§ WHAT IS EXPECTED
Give back all the data exactly as it was written.

§ DATA TO PROCESS
★ ★ ★
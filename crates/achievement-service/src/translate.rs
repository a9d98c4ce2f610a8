//! 翻译服务适配器
//!
//! 通过 `Translator` trait 抽象外部翻译服务，报告层按需调用。
//! 远程实现基于 HTTP（LibreTranslate 风格的接口），可能缓慢或失败；
//! 未配置端点时使用直通实现，便于在无外部依赖的情况下运行完整服务。

use async_trait::async_trait;
use serde::{Deserialize, Serialize};
use std::time::Duration;
use tracing::debug;

use achieve_shared::config::TranslationConfig;
use achieve_shared::error::{AchieveError, Result};

/// 翻译器 trait
///
/// 把 `text` 从 `from` 语言翻译为 `to` 语言。
/// 实现可能涉及网络调用，调用方不得在持有存储锁时等待结果。
#[async_trait]
pub trait Translator: Send + Sync {
    async fn translate(&self, text: &str, from: &str, to: &str) -> Result<String>;
}

/// 根据配置构建翻译器
///
/// 配置了端点时使用 HTTP 实现，否则退回直通实现。
pub fn from_config(config: &TranslationConfig) -> Result<Box<dyn Translator>> {
    match &config.endpoint {
        Some(endpoint) => Ok(Box::new(HttpTranslator::new(
            endpoint,
            Duration::from_secs(config.timeout_seconds),
        )?)),
        None => Ok(Box::new(IdentityTranslator)),
    }
}

// ---------------------------------------------------------------------------
// HTTP 翻译器
// ---------------------------------------------------------------------------

#[derive(Debug, Serialize)]
struct TranslateRequest<'a> {
    q: &'a str,
    source: &'a str,
    target: &'a str,
}

#[derive(Debug, Deserialize)]
struct TranslateResponse {
    #[serde(rename = "translatedText")]
    translated_text: String,
}

/// HTTP 翻译器
///
/// 调用 LibreTranslate 风格的 `/translate` 接口。
/// 超时与非 2xx 响应都归类为适配器错误，由调用方决定降级策略。
pub struct HttpTranslator {
    client: reqwest::Client,
    endpoint: String,
}

impl HttpTranslator {
    pub fn new(endpoint: impl Into<String>, timeout: Duration) -> Result<Self> {
        let client = reqwest::Client::builder()
            .timeout(timeout)
            .build()
            .map_err(|e| AchieveError::adapter("translate", e.to_string()))?;

        Ok(Self {
            client,
            endpoint: endpoint.into(),
        })
    }
}

#[async_trait]
impl Translator for HttpTranslator {
    async fn translate(&self, text: &str, from: &str, to: &str) -> Result<String> {
        let request = TranslateRequest {
            q: text,
            source: from,
            target: to,
        };

        let response = self
            .client
            .post(&self.endpoint)
            .json(&request)
            .send()
            .await
            .map_err(|e| AchieveError::adapter("translate", e.to_string()))?;

        if !response.status().is_success() {
            return Err(AchieveError::adapter(
                "translate",
                format!("HTTP {}", response.status()),
            ));
        }

        let body: TranslateResponse = response
            .json()
            .await
            .map_err(|e| AchieveError::adapter("translate", e.to_string()))?;

        debug!(from, to, "远程翻译完成");
        Ok(body.translated_text)
    }
}

// ---------------------------------------------------------------------------
// 直通翻译器
// ---------------------------------------------------------------------------

/// 直通翻译器
///
/// 原样返回输入，用于开发环境或未配置翻译端点时。
/// 只记录日志，便于确认调用路径。
pub struct IdentityTranslator;

#[async_trait]
impl Translator for IdentityTranslator {
    async fn translate(&self, text: &str, from: &str, to: &str) -> Result<String> {
        debug!(from, to, "直通翻译，返回原文");
        Ok(text.to_string())
    }
}

// ---------------------------------------------------------------------------
// 测试辅助实现
// ---------------------------------------------------------------------------

/// 测试用翻译器实现
///
/// 字典版和必败版，供单元与集成测试注入。
pub mod testing {
    use super::*;
    use std::collections::HashMap;

    /// 字典翻译器：按词条查表，查不到时原样返回
    #[derive(Default)]
    pub struct DictionaryTranslator {
        entries: HashMap<String, String>,
    }

    impl DictionaryTranslator {
        pub fn new() -> Self {
            Self::default()
        }

        pub fn with_entry(mut self, from: impl Into<String>, to: impl Into<String>) -> Self {
            self.entries.insert(from.into(), to.into());
            self
        }
    }

    #[async_trait]
    impl Translator for DictionaryTranslator {
        async fn translate(&self, text: &str, _from: &str, _to: &str) -> Result<String> {
            Ok(self
                .entries
                .get(text)
                .cloned()
                .unwrap_or_else(|| text.to_string()))
        }
    }

    /// 必败翻译器：模拟外部服务故障
    pub struct FailingTranslator;

    #[async_trait]
    impl Translator for FailingTranslator {
        async fn translate(&self, _text: &str, _from: &str, _to: &str) -> Result<String> {
            Err(AchieveError::adapter("translate", "模拟的服务故障"))
        }
    }
}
★ ★ ★
§ RESULT FOR THIS EXERCISE
filename crates/achievement-service/src/translate.rs
repository a9d98c4ce2f610a8
//! 翻译服务适配器
//!
//! 通过 `Translator` trait 抽象外部翻译服务，报告层按需调用。
//! 远程实现基于 HTTP（LibreTranslate 风格的接口），可能缓慢或失败；
//! 未配置端点时使用直通实现，便于在无外部依赖的情况下运行完整服务。

use async_trait::async_trait;
use serde::{Deserialize, Serialize};
use std::time::Duration;
use tracing::debug;

use achieve_shared::config::TranslationConfig;
use achieve_shared::error::{AchieveError, Result};

/// 翻译器 trait
///
/// 把 `text` 从 `from` 语言翻译为 `to` 语言。
/// 实现可能涉及网络调用，调用方不得在持有存储锁时等待结果。
#[async_trait]
pub trait Translator: Send + Sync {
    async fn translate(&self, text: &str, from: &str, to: &str) -> Result<String>;
}

/// 根据配置构建翻译器
///
/// 配置了端点时使用 HTTP 实现，否则退回直通实现。
pub fn from_config(config: &TranslationConfig) -> Result<Box<dyn Translator>> {
    match &config.endpoint {
        Some(endpoint) => Ok(Box::new(HttpTranslator::new(
            endpoint,
            Duration::from_secs(config.timeout_seconds),
        )?)),
        None => Ok(Box::new(IdentityTranslator)),
    }
}

// ---------------------------------------------------------------------------
// HTTP 翻译器
// ---------------------------------------------------------------------------

#[derive(Debug, Serialize)]
struct TranslateRequest<'a> {
    q: &'a str,
    source: &'a str,
    target: &'a str,
}

#[derive(Debug, Deserialize)]
struct TranslateResponse {
    #[serde(rename = "translatedText")]
    translated_text: String,
}

/// HTTP 翻译器
///
/// 调用 LibreTranslate 风格的 `/translate` 接口。
/// 超时与非 2xx 响应都归类为适配器错误，由调用方决定降级策略。
pub struct HttpTranslator {
    client: reqwest::Client,
    endpoint: String,
}

impl HttpTranslator {
    pub fn new(endpoint: impl Into<String>, timeout: Duration) -> Result<Self> {
        let client = reqwest::Client::builder()
            .timeout(timeout)
            .build()
            .map_err(|e| AchieveError::adapter("translate", e.to_string()))?;

        Ok(Self {
            client,
            endpoint: endpoint.into(),
        })
    }
}

#[async_trait]
impl Translator for HttpTranslator {
    async fn translate(&self, text: &str, from: &str, to: &str) -> Result<String> {
        let request = TranslateRequest {
            q: text,
            source: from,
            target: to,
        };

        let response = self
            .client
            .post(&self.endpoint)
            .json(&request)
            .send()
            .await
            .map_err(|e| AchieveError::adapter("translate", e.to_string()))?;

        if !response.status().is_success() {
            return Err(AchieveError::adapter(
                "translate",
                format!("HTTP {}", response.status()),
            ));
        }

        let body: TranslateResponse = response
            .json()
            .await
            .map_err(|e| AchieveError::adapter("translate", e.to_string()))?;

        debug!(from, to, "远程翻译完成");
        Ok(body.translated_text)
    }
}

// ---------------------------------------------------------------------------
// 直通翻译器
// ---------------------------------------------------------------------------

/// 直通翻译器
///
/// 原样返回输入，用于开发环境或未配置翻译端点时。
/// 只记录日志，便于确认调用路径。
pub struct IdentityTranslator;

#[async_trait]
impl Translator for IdentityTranslator {
    async fn translate(&self, text: &str, from: &str, to: &str) -> Result<String> {
        debug!(from, to, "直通翻译，返回原文");
        Ok(text.to_string())
    }
}

// ---------------------------------------------------------------------------
// 测试辅助实现
// ---------------------------------------------------------------------------

/// 测试用翻译器实现
///
/// 字典版和必败版，供单元与集成测试注入。
pub mod testing {
    use super::*;
    use std::collections::HashMap;

    /// 字典翻译器：按词条查表，查不到时原样返回
    #[derive(Default)]
    pub struct DictionaryTranslator {
        entries: HashMap<String, String>,
    }

    impl DictionaryTranslator {
        pub fn new() -> Self {
            Self::default()
        }

        pub fn with_entry(mut self, from: impl Into<String>, to: impl Into<String>) -> Self {
            self.entries.insert(from.into(), to.into());
            self
        }
    }

    #[async_trait]
    impl Translator for DictionaryTranslator {
        async fn translate(&self, text: &str, _from: &str, _to: &str) -> Result<String> {
            Ok(self
                .entries
                .get(text)
                .cloned()
                .unwrap_or_else(|| text.to_string()))
        }
    }

    /// 必败翻译器：模拟外部服务故障
    pub struct FailingTranslator;

    #[async_trait]
    impl Translator for FailingTranslator {
        async fn translate(&self, _text: &str, _from: &str, _to: &str) -> Result<String> {
            Err(AchieveError::adapter("translate", "模拟的服务故障"))
        }
    }
}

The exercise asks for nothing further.